• [Task]: With no additions or omissions, print the listing that follows.

• [Records to use]:

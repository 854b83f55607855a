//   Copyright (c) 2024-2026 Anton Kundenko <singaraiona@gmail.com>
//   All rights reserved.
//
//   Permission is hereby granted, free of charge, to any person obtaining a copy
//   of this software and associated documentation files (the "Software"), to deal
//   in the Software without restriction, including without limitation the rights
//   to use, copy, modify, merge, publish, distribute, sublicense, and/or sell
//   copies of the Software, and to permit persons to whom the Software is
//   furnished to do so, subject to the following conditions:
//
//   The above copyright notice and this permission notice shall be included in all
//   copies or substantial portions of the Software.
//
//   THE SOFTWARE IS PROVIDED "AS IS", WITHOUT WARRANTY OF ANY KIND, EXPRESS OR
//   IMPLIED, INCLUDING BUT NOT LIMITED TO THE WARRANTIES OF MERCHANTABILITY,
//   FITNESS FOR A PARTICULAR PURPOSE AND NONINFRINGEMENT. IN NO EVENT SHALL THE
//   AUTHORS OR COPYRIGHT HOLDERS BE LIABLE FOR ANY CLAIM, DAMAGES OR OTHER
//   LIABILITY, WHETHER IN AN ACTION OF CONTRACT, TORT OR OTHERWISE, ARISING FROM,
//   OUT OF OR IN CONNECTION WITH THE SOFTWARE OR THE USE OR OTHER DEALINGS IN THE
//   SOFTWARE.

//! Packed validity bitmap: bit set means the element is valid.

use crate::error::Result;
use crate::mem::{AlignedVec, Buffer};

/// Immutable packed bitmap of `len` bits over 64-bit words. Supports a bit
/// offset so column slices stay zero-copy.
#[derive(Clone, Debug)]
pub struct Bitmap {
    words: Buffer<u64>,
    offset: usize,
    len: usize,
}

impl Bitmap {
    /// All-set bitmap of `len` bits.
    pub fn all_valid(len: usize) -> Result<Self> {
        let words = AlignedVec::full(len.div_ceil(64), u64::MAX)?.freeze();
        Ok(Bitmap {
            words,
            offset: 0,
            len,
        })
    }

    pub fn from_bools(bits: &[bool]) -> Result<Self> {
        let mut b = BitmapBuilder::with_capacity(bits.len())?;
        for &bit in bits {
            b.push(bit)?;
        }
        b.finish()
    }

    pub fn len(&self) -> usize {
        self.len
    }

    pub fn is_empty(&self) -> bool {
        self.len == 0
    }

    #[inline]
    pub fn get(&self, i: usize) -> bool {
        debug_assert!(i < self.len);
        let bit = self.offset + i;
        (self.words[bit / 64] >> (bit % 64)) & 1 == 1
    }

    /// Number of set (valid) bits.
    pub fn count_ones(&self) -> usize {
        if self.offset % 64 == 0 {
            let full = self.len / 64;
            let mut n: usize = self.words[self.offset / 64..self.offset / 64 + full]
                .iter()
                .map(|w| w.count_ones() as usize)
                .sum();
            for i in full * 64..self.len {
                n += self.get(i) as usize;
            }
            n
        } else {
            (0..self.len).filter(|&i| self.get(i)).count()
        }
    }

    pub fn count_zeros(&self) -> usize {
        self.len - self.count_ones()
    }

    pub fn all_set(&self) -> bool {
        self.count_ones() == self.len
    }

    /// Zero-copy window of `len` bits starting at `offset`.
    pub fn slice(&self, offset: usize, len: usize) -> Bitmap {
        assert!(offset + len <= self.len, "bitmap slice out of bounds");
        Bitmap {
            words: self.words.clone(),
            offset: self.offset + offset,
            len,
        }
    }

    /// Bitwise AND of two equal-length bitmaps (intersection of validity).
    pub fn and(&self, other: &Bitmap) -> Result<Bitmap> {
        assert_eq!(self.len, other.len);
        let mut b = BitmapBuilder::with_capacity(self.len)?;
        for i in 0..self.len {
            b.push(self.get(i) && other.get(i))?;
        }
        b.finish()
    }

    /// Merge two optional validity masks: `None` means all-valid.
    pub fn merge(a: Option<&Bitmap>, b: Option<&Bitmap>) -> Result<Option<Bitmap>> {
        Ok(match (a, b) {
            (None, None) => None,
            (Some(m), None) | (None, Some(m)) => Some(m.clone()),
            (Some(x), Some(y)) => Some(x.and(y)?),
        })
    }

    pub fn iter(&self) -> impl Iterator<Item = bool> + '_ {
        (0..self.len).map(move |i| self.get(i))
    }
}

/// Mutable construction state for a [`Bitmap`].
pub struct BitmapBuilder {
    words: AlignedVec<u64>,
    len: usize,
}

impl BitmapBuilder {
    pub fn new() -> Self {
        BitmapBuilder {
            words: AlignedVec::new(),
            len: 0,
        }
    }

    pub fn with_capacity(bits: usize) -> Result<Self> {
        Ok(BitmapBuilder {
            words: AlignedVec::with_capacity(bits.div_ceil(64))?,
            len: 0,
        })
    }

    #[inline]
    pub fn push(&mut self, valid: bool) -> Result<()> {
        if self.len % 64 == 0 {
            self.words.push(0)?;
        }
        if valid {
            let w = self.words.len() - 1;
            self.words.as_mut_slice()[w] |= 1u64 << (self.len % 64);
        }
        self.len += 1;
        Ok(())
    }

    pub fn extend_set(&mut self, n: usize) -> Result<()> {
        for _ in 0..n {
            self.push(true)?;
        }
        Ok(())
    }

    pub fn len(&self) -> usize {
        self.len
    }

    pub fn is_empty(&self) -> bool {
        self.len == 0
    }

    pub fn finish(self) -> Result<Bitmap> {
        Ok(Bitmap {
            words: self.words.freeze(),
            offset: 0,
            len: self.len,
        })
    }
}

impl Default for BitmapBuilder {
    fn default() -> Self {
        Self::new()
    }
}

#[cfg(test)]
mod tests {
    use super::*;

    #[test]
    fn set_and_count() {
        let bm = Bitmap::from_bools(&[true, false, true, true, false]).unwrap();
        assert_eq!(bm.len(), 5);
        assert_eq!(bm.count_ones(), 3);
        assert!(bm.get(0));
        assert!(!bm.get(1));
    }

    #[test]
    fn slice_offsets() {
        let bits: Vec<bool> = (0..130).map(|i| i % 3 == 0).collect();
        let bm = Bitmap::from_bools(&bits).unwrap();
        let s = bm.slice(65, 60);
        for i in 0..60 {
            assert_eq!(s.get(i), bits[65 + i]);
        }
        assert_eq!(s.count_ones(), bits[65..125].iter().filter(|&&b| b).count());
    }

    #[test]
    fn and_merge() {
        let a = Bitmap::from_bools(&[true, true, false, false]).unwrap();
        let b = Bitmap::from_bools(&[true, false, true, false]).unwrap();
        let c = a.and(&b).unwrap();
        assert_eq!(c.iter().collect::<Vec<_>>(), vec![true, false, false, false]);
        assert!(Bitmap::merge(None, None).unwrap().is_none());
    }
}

• [Response]:
repository 854b83f55607855a
//   Copyright (c) 2024-2026 Anton Kundenko <singaraiona@gmail.com>
//   All rights reserved.
//
//   Permission is hereby granted, free of charge, to any person obtaining a copy
//   of this software and associated documentation files (the "Software"), to deal
//   in the Software without restriction, including without limitation the rights
//   to use, copy, modify, merge, publish, distribute, sublicense, and/or sell
//   copies of the Software, and to permit persons to whom the Software is
//   furnished to do so, subject to the following conditions:
//
//   The above copyright notice and this permission notice shall be included in all
//   copies or substantial portions of the Software.
//
//   THE SOFTWARE IS PROVIDED "AS IS", WITHOUT WARRANTY OF ANY KIND, EXPRESS OR
//   IMPLIED, INCLUDING BUT NOT LIMITED TO THE WARRANTIES OF MERCHANTABILITY,
//   FITNESS FOR A PARTICULAR PURPOSE AND NONINFRINGEMENT. IN NO EVENT SHALL THE
//   AUTHORS OR COPYRIGHT HOLDERS BE LIABLE FOR ANY CLAIM, DAMAGES OR OTHER
//   LIABILITY, WHETHER IN AN ACTION OF CONTRACT, TORT OR OTHERWISE, ARISING FROM,
//   OUT OF OR IN CONNECTION WITH THE SOFTWARE OR THE USE OR OTHER DEALINGS IN THE
//   SOFTWARE.

//! Packed validity bitmap: bit set means the element is valid.

use crate::error::Result;
use crate::mem::{AlignedVec, Buffer};

/// Immutable packed bitmap of `len` bits over 64-bit words. Supports a bit
/// offset so column slices stay zero-copy.
#[derive(Clone, Debug)]
pub struct Bitmap {
    words: Buffer<u64>,
    offset: usize,
    len: usize,
}

impl Bitmap {
    /// All-set bitmap of `len` bits.
    pub fn all_valid(len: usize) -> Result<Self> {
        let words = AlignedVec::full(len.div_ceil(64), u64::MAX)?.freeze();
        Ok(Bitmap {
            words,
            offset: 0,
            len,
        })
    }

    pub fn from_bools(bits: &[bool]) -> Result<Self> {
        let mut b = BitmapBuilder::with_capacity(bits.len())?;
        for &bit in bits {
            b.push(bit)?;
        }
        b.finish()
    }

    pub fn len(&self) -> usize {
        self.len
    }

    pub fn is_empty(&self) -> bool {
        self.len == 0
    }

    #[inline]
    pub fn get(&self, i: usize) -> bool {
        debug_assert!(i < self.len);
        let bit = self.offset + i;
        (self.words[bit / 64] >> (bit % 64)) & 1 == 1
    }

    /// Number of set (valid) bits.
    pub fn count_ones(&self) -> usize {
        if self.offset % 64 == 0 {
            let full = self.len / 64;
            let mut n: usize = self.words[self.offset / 64..self.offset / 64 + full]
                .iter()
                .map(|w| w.count_ones() as usize)
                .sum();
            for i in full * 64..self.len {
                n += self.get(i) as usize;
            }
            n
        } else {
            (0..self.len).filter(|&i| self.get(i)).count()
        }
    }

    pub fn count_zeros(&self) -> usize {
        self.len - self.count_ones()
    }

    pub fn all_set(&self) -> bool {
        self.count_ones() == self.len
    }

    /// Zero-copy window of `len` bits starting at `offset`.
    pub fn slice(&self, offset: usize, len: usize) -> Bitmap {
        assert!(offset + len <= self.len, "bitmap slice out of bounds");
        Bitmap {
            words: self.words.clone(),
            offset: self.offset + offset,
            len,
        }
    }

    /// Bitwise AND of two equal-length bitmaps (intersection of validity).
    pub fn and(&self, other: &Bitmap) -> Result<Bitmap> {
        assert_eq!(self.len, other.len);
        let mut b = BitmapBuilder::with_capacity(self.len)?;
        for i in 0..self.len {
            b.push(self.get(i) && other.get(i))?;
        }
        b.finish()
    }

    /// Merge two optional validity masks: `None` means all-valid.
    pub fn merge(a: Option<&Bitmap>, b: Option<&Bitmap>) -> Result<Option<Bitmap>> {
        Ok(match (a, b) {
            (None, None) => None,
            (Some(m), None) | (None, Some(m)) => Some(m.clone()),
            (Some(x), Some(y)) => Some(x.and(y)?),
        })
    }

    pub fn iter(&self) -> impl Iterator<Item = bool> + '_ {
        (0..self.len).map(move |i| self.get(i))
    }
}

/// Mutable construction state for a [`Bitmap`].
pub struct BitmapBuilder {
    words: AlignedVec<u64>,
    len: usize,
}

impl BitmapBuilder {
    pub fn new() -> Self {
        BitmapBuilder {
            words: AlignedVec::new(),
            len: 0,
        }
    }

    pub fn with_capacity(bits: usize) -> Result<Self> {
        Ok(BitmapBuilder {
            words: AlignedVec::with_capacity(bits.div_ceil(64))?,
            len: 0,
        })
    }

    #[inline]
    pub fn push(&mut self, valid: bool) -> Result<()> {
        if self.len % 64 == 0 {
            self.words.push(0)?;
        }
        if valid {
            let w = self.words.len() - 1;
            self.words.as_mut_slice()[w] |= 1u64 << (self.len % 64);
        }
        self.len += 1;
        Ok(())
    }

    pub fn extend_set(&mut self, n: usize) -> Result<()> {
        for _ in 0..n {
            self.push(true)?;
        }
        Ok(())
    }

    pub fn len(&self) -> usize {
        self.len
    }

    pub fn is_empty(&self) -> bool {
        self.len == 0
    }

    pub fn finish(self) -> Result<Bitmap> {
        Ok(Bitmap {
            words: self.words.freeze(),
            offset: 0,
            len: self.len,
        })
    }
}

impl Default for BitmapBuilder {
    fn default() -> Self {
        Self::new()
    }
}

#[cfg(test)]
mod tests {
    use super::*;

    #[test]
    fn set_and_count() {
        let bm = Bitmap::from_bools(&[true, false, true, true, false]).unwrap();
        assert_eq!(bm.len(), 5);
        assert_eq!(bm.count_ones(), 3);
        assert!(bm.get(0));
        assert!(!bm.get(1));
    }

    #[test]
    fn slice_offsets() {
        let bits: Vec<bool> = (0..130).map(|i| i % 3 == 0).collect();
        let bm = Bitmap::from_bools(&bits).unwrap();
        let s = bm.slice(65, 60);
        for i in 0..60 {
            assert_eq!(s.get(i), bits[65 + i]);
        }
        assert_eq!(s.count_ones(), bits[65..125].iter().filter(|&&b| b).count());
    }

    #[test]
    fn and_merge() {
        let a = Bitmap::from_bools(&[true, true, false, false]).unwrap();
        let b = Bitmap::from_bools(&[true, false, true, false]).unwrap();
        let c = a.and(&b).unwrap();
        assert_eq!(c.iter().collect::<Vec<_>>(), vec![true, false, false, false]);
        assert!(Bitmap::merge(None, None).unwrap().is_none());
    }
}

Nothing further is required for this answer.